腫瘍マーカーとは血液を摂取して、その中にがん細胞が作り出す特殊なタンパク質が含まれていないかを調べるという方法です。
現在、腫瘍マーカーとして使用されている物質は約30種類で、肺がんの腫瘍マーカーとして特に使われているのは6種類です。
この腫瘍マーカーの数値を調べることで、がんの性質・がんの場所・再発の有無、などおおまかではありますが知ることができ、がんの治療においては幅広く使用されているものです。
ただ信頼性という点はかけるものがあり、その数値が高くてもがんでない場合もありますし、数値が低くてもがんである場合もあるのです。
つまり腫瘍マーカーは他の診断方法の補助的な存在であり、特に小さいがんの発見にはあまり役には立たないとされています。
下記は肺がんの診断で主に使用される腫瘍マーカーです。

【CEA】
他の臓器のがんでも使用される腫瘍マーカーで、現在最も広く使用されているものです。
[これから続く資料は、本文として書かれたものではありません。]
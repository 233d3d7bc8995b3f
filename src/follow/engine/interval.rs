//! Interval parsing, UTC boundary alignment and the per-follow tick loop.
//!
//! Alignment is plain epoch arithmetic: for an interval of `I` seconds, the
//! interval containing `now` starts at `floor(now_unix / I) * I`. Semantics
//! are exact on whole interval seconds; fractional intervals are not
//! supported.
//!
//! The loop fires slightly *before* each boundary, by an adaptive
//! *headstart* derived from recent callback execution times, so that the
//! venue-side order update lands near the boundary itself.
//!
use std::collections::VecDeque;
use std::future::Future;
use std::time::Duration;

use chrono::{DateTime, Utc};
use tokio::sync::watch;
use tracing::debug;

use crate::follow::error::{FollowError, Result};

// Bounded history of callback execution times and the share of their average
// used as the headstart.
const EXEC_TIME_WINDOW: usize = 5;
const EXEC_TIME_RATIO: f64 = 0.5;

/// Parses an interval string.
///
/// Standard `s`/`m`/`h` segments may concatenate (`"90m"`, `"1h30m"`), plus
/// a fixed extension table (`1d`..`6d`, `1w`, `2w`, `1M` = 30 days) whose
/// units cannot be combined with anything else.
pub fn parse_interval(s: &str) -> Result<Duration> {
    if let Some(d) = predefined_interval(s) {
        return Ok(d);
    }

    let mut total: u64 = 0;
    let mut num = String::new();
    let mut any_segment = false;

    for ch in s.chars() {
        if ch.is_ascii_digit() {
            num.push(ch);
            continue;
        }

        let unit: u64 = match ch {
            's' => 1,
            'm' => 60,
            'h' => 3600,
            _ => return Err(invalid_interval(s)),
        };

        let n: u64 = num.parse().map_err(|_| invalid_interval(s))?;
        total += n * unit;
        num.clear();
        any_segment = true;
    }

    if !num.is_empty() || !any_segment || total == 0 {
        return Err(invalid_interval(s));
    }

    Ok(Duration::from_secs(total))
}

fn invalid_interval(s: &str) -> FollowError {
    FollowError::Parse(format!("invalid interval: {s}"))
}

fn predefined_interval(s: &str) -> Option<Duration> {
    const DAY: u64 = 24 * 3600;
    let secs = match s {
        "1d" => DAY,
        "2d" => 2 * DAY,
        "3d" => 3 * DAY,
        "4d" => 4 * DAY,
        "5d" => 5 * DAY,
        "6d" => 6 * DAY,
        "1w" => 7 * DAY,
        "2w" => 14 * DAY,
        "1M" => 30 * DAY,
        _ => return None,
    };
    Some(Duration::from_secs(secs))
}

/// Start of the interval containing `now`: if it is 03:15 and the interval
/// is 2h, this returns 02:00.
pub fn interval_start(now: DateTime<Utc>, interval: Duration) -> DateTime<Utc> {
    let secs = interval.as_secs() as i64;
    from_unix(now.timestamp().div_euclid(secs) * secs)
}

/// Start of the interval after the one containing `now`: if it is 03:15 and
/// the interval is 2h, this returns 04:00.
pub fn next_interval_start(now: DateTime<Utc>, interval: Duration) -> DateTime<Utc> {
    let secs = interval.as_secs() as i64;
    from_unix(now.timestamp().div_euclid(secs) * secs + secs)
}

fn from_unix(secs: i64) -> DateTime<Utc> {
    // Aligned timestamps stay within chrono's representable range for any
    // wall-clock input.
    DateTime::from_timestamp(secs, 0).unwrap_or(DateTime::<Utc>::UNIX_EPOCH)
}

/// Handle used to terminate a running [`IntervalLoop`].
#[derive(Debug, Clone)]
pub struct StopHandle {
    tx: watch::Sender<bool>,
}

impl StopHandle {
    pub fn stop(&self) {
        let _ = self.tx.send(true);
    }
}

/// Signal end of a stop channel, owned by the loop.
pub type StopSignal = watch::Receiver<bool>;

/// Creates a stop channel for an interval loop.
pub fn stop_channel() -> (StopHandle, StopSignal) {
    let (tx, rx) = watch::channel(false);
    (StopHandle { tx }, rx)
}

/// A loop that invokes a callback once per aligned interval boundary.
///
/// Ticks never overlap: the next boundary is computed only after the current
/// callback returns, so a late callback delays the next tick instead of
/// stacking a second one on top of it.
pub struct IntervalLoop {
    interval: Duration,
    exec_times: VecDeque<Duration>,
    stop: StopSignal,
}

impl IntervalLoop {
    pub fn new(interval: Duration, stop: StopSignal) -> Self {
        Self {
            interval,
            // Seeded so the very first wake already fires a little early.
            exec_times: VecDeque::from([Duration::from_secs(1)]),
            stop,
        }
    }

    /// Runs until stopped or until the callback returns an error.
    ///
    /// Each iteration sleeps until `next_boundary - headstart`, then invokes
    /// the callback with the boundary instant itself (not the fire time). A
    /// stop signal observed while sleeping terminates the loop without
    /// invoking the callback; a callback error terminates the loop and
    /// surfaces the error.
    pub async fn run<F, Fut>(mut self, mut callback: F) -> Result<()>
    where
        F: FnMut(DateTime<Utc>) -> Fut,
        Fut: Future<Output = Result<()>>,
    {
        loop {
            let headstart = self.headstart();
            // Advancing by half an interval before aligning skips the
            // boundary the previous (early-fired) tick just handled.
            let reference = Utc::now() + chrono::Duration::seconds(self.interval.as_secs() as i64 / 2);
            let next = next_interval_start(reference, self.interval);
            let fire_at = next - chrono::Duration::milliseconds(headstart.as_millis() as i64);

            debug!(boundary = %next, headstart = ?headstart, "next tick scheduled");

            let sleep_for = (fire_at - Utc::now())
                .to_std()
                .unwrap_or(Duration::ZERO);

            tokio::select! {
                _ = tokio::time::sleep(sleep_for) => {
                    let started = std::time::Instant::now();
                    callback(next).await?;
                    self.record_exec_time(started.elapsed());
                }
                _ = self.stop.changed() => {
                    debug!("interval loop stopped");
                    return Ok(());
                }
            }
        }
    }

    fn record_exec_time(&mut self, t: Duration) {
        debug!(exec_time = ?t, "tick finished");
        self.exec_times.push_back(t);
        while self.exec_times.len() > EXEC_TIME_WINDOW {
            self.exec_times.pop_front();
        }
    }

    /// Half the moving average of recent execution times, kept strictly
    /// below the interval so the wake never lands inside the previous one.
    fn headstart(&self) -> Duration {
        let n = self.exec_times.len().max(1) as u32;
        let avg = self.exec_times.iter().sum::<Duration>() / n;
        let headstart = avg.mul_f64(EXEC_TIME_RATIO);

        let ceiling = self.interval.saturating_sub(Duration::from_millis(1));
        headstart.min(ceiling)
    }
}
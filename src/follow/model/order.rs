//! Order types.
//!
//! An [`Order`] is the user's declared intent: what to trade, which way, how
//! much, and the plot its price follows. The venue-side counterpart is the
//! [`ExchangeOrder`] value record, a small serializable snapshot of the live
//! order the engine treats as an opaque reference. Venue-native order objects
//! never cross this boundary.
//!
use serde::{Deserialize, Serialize};

use crate::follow::model::follow::Pair;
use crate::follow::plot::{Plot, PlotError, PlotSpec};

/// Domain order types. `TAKE_PROFIT` and `STOP_LOSS` are mapped to
/// venue-specific trigger orders by the exchange adapter.
#[derive(Debug, Clone, Copy, PartialEq, Eq, Serialize, Deserialize)]
pub enum OrderType {
    #[serde(rename = "LIMIT")]
    Limit,
    #[serde(rename = "MARKET")]
    Market,
    #[serde(rename = "TAKE_PROFIT")]
    TakeProfit,
    #[serde(rename = "STOP_LOSS")]
    StopLoss,
}

#[derive(Debug, Clone, Copy, PartialEq, Eq, Serialize, Deserialize)]
pub enum OrderSide {
    #[serde(rename = "BUY")]
    Buy,
    #[serde(rename = "SELL")]
    Sell,
}

impl OrderSide {
    pub fn opposite(self) -> OrderSide {
        match self {
            OrderSide::Buy => OrderSide::Sell,
            OrderSide::Sell => OrderSide::Buy,
        }
    }
}

/// Domain order status, derived from the venue status via a fixed mapping.
#[derive(Debug, Clone, Copy, PartialEq, Eq, Serialize, Deserialize)]
pub enum OrderStatus {
    #[serde(rename = "PROCESSING")]
    Processing,
    #[serde(rename = "PENDING")]
    Pending,
    #[serde(rename = "ACTIVE")]
    Active,
    #[serde(rename = "DONE")]
    Done,
    #[serde(rename = "CANCELED")]
    Canceled,
}

/// Venue order status as reported by the exchange.
#[derive(Debug, Clone, Copy, PartialEq, Eq, Serialize, Deserialize)]
pub enum ExchangeOrderStatus {
    #[serde(rename = "NEW")]
    New,
    #[serde(rename = "PARTIALLY_FILLED")]
    PartiallyFilled,
    #[serde(rename = "FILLED")]
    Filled,
    #[serde(rename = "CANCELED")]
    Canceled,
    #[serde(rename = "REJECTED")]
    Rejected,
    #[serde(rename = "EXPIRED")]
    Expired,
}

impl ExchangeOrderStatus {
    /// Whether the venue will never transition this order again.
    pub fn is_terminal(self) -> bool {
        !matches!(
            self,
            ExchangeOrderStatus::New | ExchangeOrderStatus::PartiallyFilled
        )
    }
}

impl From<ExchangeOrderStatus> for OrderStatus {
    fn from(eos: ExchangeOrderStatus) -> Self {
        match eos {
            ExchangeOrderStatus::New | ExchangeOrderStatus::PartiallyFilled => OrderStatus::Active,
            ExchangeOrderStatus::Filled => OrderStatus::Done,
            ExchangeOrderStatus::Canceled
            | ExchangeOrderStatus::Rejected
            | ExchangeOrderStatus::Expired => OrderStatus::Canceled,
        }
    }
}

/// Last-known venue state of an order, kept as a small value record.
///
/// The `id`/`symbol` pair is what adapters need to address the live order;
/// everything else is a snapshot for persistence, no-op detection and webhook
/// payloads.
#[derive(Debug, Clone, PartialEq, Serialize, Deserialize)]
#[serde(rename_all = "camelCase")]
pub struct ExchangeOrder {
    pub id: String,
    pub status: ExchangeOrderStatus,
    #[serde(rename = "type")]
    pub order_type: String,
    pub symbol: String,
    pub side: OrderSide,
    pub price: f64,
    pub stop_price: f64,
    pub base_quantity: f64,
}

/// Relation predicate condition.
#[derive(Debug, Clone, Copy, PartialEq, Eq, Serialize, Deserialize)]
pub enum RelationCondition {
    #[serde(rename = "EQUAL")]
    Equal,
    #[serde(rename = "NOT_EQUAL")]
    NotEqual,
}

/// A predicate over a sibling order's status that gates whether this order
/// participates in a tick.
#[derive(Debug, Clone, PartialEq, Serialize, Deserialize)]
#[serde(rename_all = "camelCase")]
pub struct StatusRelation {
    pub order_name: String,
    pub status: OrderStatus,
    pub condition: RelationCondition,
}

impl StatusRelation {
    /// Evaluates the predicate against the referenced sibling's status.
    pub fn holds(&self, sibling_status: OrderStatus) -> bool {
        match self.condition {
            RelationCondition::Equal => sibling_status == self.status,
            RelationCondition::NotEqual => sibling_status != self.status,
        }
    }
}

/// A user-declared order intent tracked by a follow.
///
/// Sizing: exactly one of `base_quantity` or `quote_quantity` is non-zero.
/// The parsed plot is transient: it is rebuilt from `plot_spec` on every
/// load via [`Order::plot`].
#[derive(Debug, Clone, PartialEq, Serialize, Deserialize)]
#[serde(rename_all = "camelCase")]
pub struct Order {
    pub id: String,
    pub name: String,
    pub pair: Pair,
    pub status: OrderStatus,
    #[serde(rename = "type")]
    pub order_type: OrderType,
    pub side: OrderSide,
    pub quote_quantity: f64,
    pub base_quantity: f64,
    pub close_position: bool,
    pub reduce_only: bool,
    #[serde(default)]
    pub relations: Vec<StatusRelation>,
    pub plot_spec: PlotSpec,
    pub exchange_hash: String,
    pub exchange_order: Option<ExchangeOrder>,
}

impl Order {
    /// Rebuilds the evaluatable plot from the persisted spec.
    pub fn plot(&self) -> Result<Plot, PlotError> {
        self.plot_spec.build()
    }

    /// Effective base quantity at an evaluated price: the declared base
    /// quantity if set, otherwise the quote quantity converted at `price`.
    pub fn effective_base_quantity(&self, price: f64) -> f64 {
        if self.base_quantity != 0.0 {
            self.base_quantity
        } else {
            self.quote_quantity / price
        }
    }

    /// Whether the order still needs to be placed on the venue.
    pub fn needs_create(&self) -> bool {
        self.exchange_order.is_none()
    }

    /// Whether the venue order exists and can still change.
    pub fn is_live(&self) -> bool {
        self.exchange_order
            .as_ref()
            .map_or(false, |eo| !eo.status.is_terminal())
    }
}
病気が進行すると量が多くなるので、病気の進行度を調べる目安にもなります。
がん細胞が含まれていないとCEA値は低くなり、またがん細胞が含まれているもしくは再発すると値が上昇してきます。

【SCC】
扁平上皮がんの場合に多く見られる腫瘍マーカーで、もちろん肺がんのときにも陽性になりますし、がんの進行度調べるのにも役立ちます。
ただし他の病気でも陽性になることがあるので、SCC値が陽性だからといって肺がんとは限りません。

【SLX】
主に腺がんの場合に陽性になることが多く、また肺繊維症でも高値を示すことも。

【NSE】
小細胞肺がんの場合の鑑別に有効です。また経過観測にも役立ちます。

【CYFRA21−1】
扁平上皮がんで陽性を示すことが多く、新しい腫瘍マーカーです。病気が進行すると値が高くなるので、扁平上皮がんの経過観測にも役立つとされています。

【ProGRP】
小細胞肺がんだけに陽性を示すことが多く、新に導入された腫瘍マーカーの1つです。